I have a solution. Give murderers a choice(something that wasn't afforded their victims) Hanging,firing squad or propofol. You know,the Jackson sleeping potion? Works wonders I hear,and they won't feel a thing.(something that the convicted murderers didn't allow their victims)
Seems to me,all the secretly to avoid the ACLU and whining liberals ,therefore difficulty obtaining legal,potent drugs,is their (bleeding heart liberals,aclu and death penalty opposition) fault.
An easy and guaranteed way to stop someone breathing,and heart beating is to have them become a threat to the Clintons.But might not work very well in this application.nevermind.
It's a fool who thinks the current American justice system has the credibility to assign a sentence of death on anyone.

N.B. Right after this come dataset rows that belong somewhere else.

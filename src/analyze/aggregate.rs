//! Aggregation of CK metric CSVs
//!
//! CK's column names drift between releases (`cbo` vs `cboModified`,
//! `loc` vs `locClass`), so each metric resolves through an alias list.
//! All output files are append-only so repeated runs accumulate rows
//! across repositories.

use crate::Result;
use log::debug;
use ohno::IntoAppError;
use std::fs::OpenOptions;
use std::path::Path;

const LOG_TARGET: &str = "      agg";

/// Header of the per-repository aggregate table
pub const AGG_COLUMNS: [&str; 8] = [
    "repo_full_name",
    "num_classes",
    "sum_class_loc",
    "avg_class_wmc",
    "avg_class_cbo",
    "avg_class_rfc",
    "avg_class_lcom",
    "max_class_dit",
];

/// Accepted header spellings per metric, in priority order
const WMC_ALIASES: &[&str] = &["wmc", "WMC"];
const CBO_ALIASES: &[&str] = &["cbo", "CBO", "cboModified", "CBOModified"];
const RFC_ALIASES: &[&str] = &["rfc", "RFC"];
const LCOM_ALIASES: &[&str] = &["lcom", "LCOM"];
const DIT_ALIASES: &[&str] = &["dit", "DIT"];
const LOC_ALIASES: &[&str] = &["loc", "LOC", "locClass"];

/// Summary of one repository's CK class table: a class count, summed lines
/// of code, averaged complexity/coupling metrics, and the deepest
/// inheritance chain. All zero when there is nothing to aggregate.
#[derive(Debug, Clone, Default, PartialEq)]
pub struct ClassMetricsAggregate {
    pub num_classes: usize,
    pub sum_class_loc: f64,
    pub avg_class_wmc: f64,
    pub avg_class_cbo: f64,
    pub avg_class_rfc: f64,
    pub avg_class_lcom: f64,
    pub max_class_dit: f64,
}

/// Find the index of the first alias present in the header
fn resolve_column(header: &csv::StringRecord, aliases: &[&str]) -> Option<usize> {
    aliases
        .iter()
        .find_map(|alias| header.iter().position(|column| column == *alias))
}

fn parse_cell(row: &csv::StringRecord, column: Option<usize>) -> Option<f64> {
    column.and_then(|i| row.get(i)).and_then(|cell| cell.trim().parse::<f64>().ok())
}

/// Aggregate a CK class table. A missing file or empty table yields the
/// all-zero aggregate rather than an error. Cells that fail to parse
/// contribute nothing to the sums but still count toward the average's
/// divisor, matching the long-standing behavior of downstream consumers.
pub fn aggregate_class_metrics(class_csv: &Path) -> Result<ClassMetricsAggregate> {
    if !class_csv.is_file() {
        debug!(target: LOG_TARGET, "No class table at '{}', aggregating zeros", class_csv.display());
        return Ok(ClassMetricsAggregate::default());
    }

    let mut reader = csv::Reader::from_path(class_csv).into_app_err_with(|| format!("opening '{}'", class_csv.display()))?;
    let header = reader
        .headers()
        .into_app_err_with(|| format!("reading header of '{}'", class_csv.display()))?
        .clone();

    let c_wmc = resolve_column(&header, WMC_ALIASES);
    let c_cbo = resolve_column(&header, CBO_ALIASES);
    let c_rfc = resolve_column(&header, RFC_ALIASES);
    let c_lcom = resolve_column(&header, LCOM_ALIASES);
    let c_dit = resolve_column(&header, DIT_ALIASES);
    let c_loc = resolve_column(&header, LOC_ALIASES);

    let (mut wmc, mut cbo, mut rfc, mut lcom, mut loc) = (0.0_f64, 0.0_f64, 0.0_f64, 0.0_f64, 0.0_f64);
    let mut max_dit: Option<f64> = None;
    let mut row_count = 0_usize;

    for row in reader.records() {
        let row = row.into_app_err_with(|| format!("reading '{}'", class_csv.display()))?;
        row_count += 1;

        wmc += parse_cell(&row, c_wmc).unwrap_or(0.0);
        cbo += parse_cell(&row, c_cbo).unwrap_or(0.0);
        rfc += parse_cell(&row, c_rfc).unwrap_or(0.0);
        lcom += parse_cell(&row, c_lcom).unwrap_or(0.0);
        loc += parse_cell(&row, c_loc).unwrap_or(0.0);

        if let Some(dit) = parse_cell(&row, c_dit) {
            max_dit = Some(max_dit.map_or(dit, |m| m.max(dit)));
        }
    }

    if row_count == 0 {
        return Ok(ClassMetricsAggregate::default());
    }

    #[expect(clippy::cast_precision_loss, reason = "class counts are far below 2^52")]
    let divisor = row_count as f64;

    Ok(ClassMetricsAggregate {
        num_classes: row_count,
        sum_class_loc: loc,
        avg_class_wmc: wmc / divisor,
        avg_class_cbo: cbo / divisor,
        avg_class_rfc: rfc / divisor,
        avg_class_lcom: lcom / divisor,
        max_class_dit: max_dit.unwrap_or(0.0),
    })
}

/// Append one repository's aggregate to the running table, writing the
/// header only when the file does not exist yet
pub fn append_aggregate_row(agg_csv: &Path, repo_full_name: &str, agg: &ClassMetricsAggregate) -> Result<()> {
    let write_header = !agg_csv.exists();
    let file = OpenOptions::new()
        .create(true)
        .append(true)
        .open(agg_csv)
        .into_app_err_with(|| format!("opening '{}'", agg_csv.display()))?;

    let mut writer = csv::WriterBuilder::new().has_headers(false).from_writer(file);
    if write_header {
        writer.write_record(AGG_COLUMNS).into_app_err("writing aggregate header")?;
    }

    writer
        .write_record([
            repo_full_name,
            &agg.num_classes.to_string(),
            &agg.sum_class_loc.to_string(),
            &agg.avg_class_wmc.to_string(),
            &agg.avg_class_cbo.to_string(),
            &agg.avg_class_rfc.to_string(),
            &agg.avg_class_lcom.to_string(),
            &agg.max_class_dit.to_string(),
        ])
        .into_app_err("writing aggregate row")?;

    writer.flush().into_app_err("flushing aggregate table")?;
    Ok(())
}

/// Append every row of a CK output CSV to a combined table, with the
/// repository name in a trailing `repo_full_name` column. A missing source
/// file is a no-op; the combined header is taken from the first file ever
/// appended.
pub fn append_with_repo(source_csv: &Path, combined_csv: &Path, repo_full_name: &str) -> Result<()> {
    if !source_csv.is_file() {
        debug!(target: LOG_TARGET, "No table at '{}', nothing to append", source_csv.display());
        return Ok(());
    }

    let mut reader = csv::Reader::from_path(source_csv).into_app_err_with(|| format!("opening '{}'", source_csv.display()))?;
    let source_header = reader
        .headers()
        .into_app_err_with(|| format!("reading header of '{}'", source_csv.display()))?
        .clone();

    let write_header = !combined_csv.exists();
    let file = OpenOptions::new()
        .create(true)
        .append(true)
        .open(combined_csv)
        .into_app_err_with(|| format!("opening '{}'", combined_csv.display()))?;

    let mut writer = csv::WriterBuilder::new()
        .has_headers(false)
        .flexible(true)
        .from_writer(file);

    if write_header {
        let mut header: Vec<String> = source_header.iter().map(String::from).collect();
        header.push("repo_full_name".to_string());
        writer.write_record(&header).into_app_err("writing combined header")?;
    }

    let mut appended = 0_usize;
    for row in reader.records() {
        let row = row.into_app_err_with(|| format!("reading '{}'", source_csv.display()))?;

        let mut cells: Vec<String> = row.iter().map(String::from).collect();
        cells.push(repo_full_name.to_string());

        writer.write_record(&cells).into_app_err("writing combined row")?;
        appended += 1;
    }

    writer.flush().into_app_err("flushing combined table")?;
    debug!(target: LOG_TARGET, "Appended {appended} row(s) from '{}'", source_csv.display());
    Ok(())
}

"... first injected with Midazolam, a controversial sedative..."
The controversial nature of Versed / midazolam would be news to the thousands of hospitals that use it every day in ER or OR settings.
Now, its _use_ as a prelude to an execution _may_ be controversial. It's use as a sedative is not. And, it's safer than Valium / diazepam, which (from an outpatient perspective) is safer because it's not retained as long in fatty tissue.
Potassium chloride should, by interfering with the sodium/potassium pump in cardiac tissue, stop the heart very quickly.
"That's right, fentanyl: the same super-strong synthetic opioid responsible for a wave of fatal overdoses over the past several years."
It precipitates fatal overdoses? Isn't that what we'd be looking for in an execution? A benzodiazepine to sedate, a narcotic to depress breathing, a paralytic to prevent thrashing, and KCl to stop the heart sounds like as gentle a death as one could arrange.
If the author is anti-death penalty, he should come right out and state that.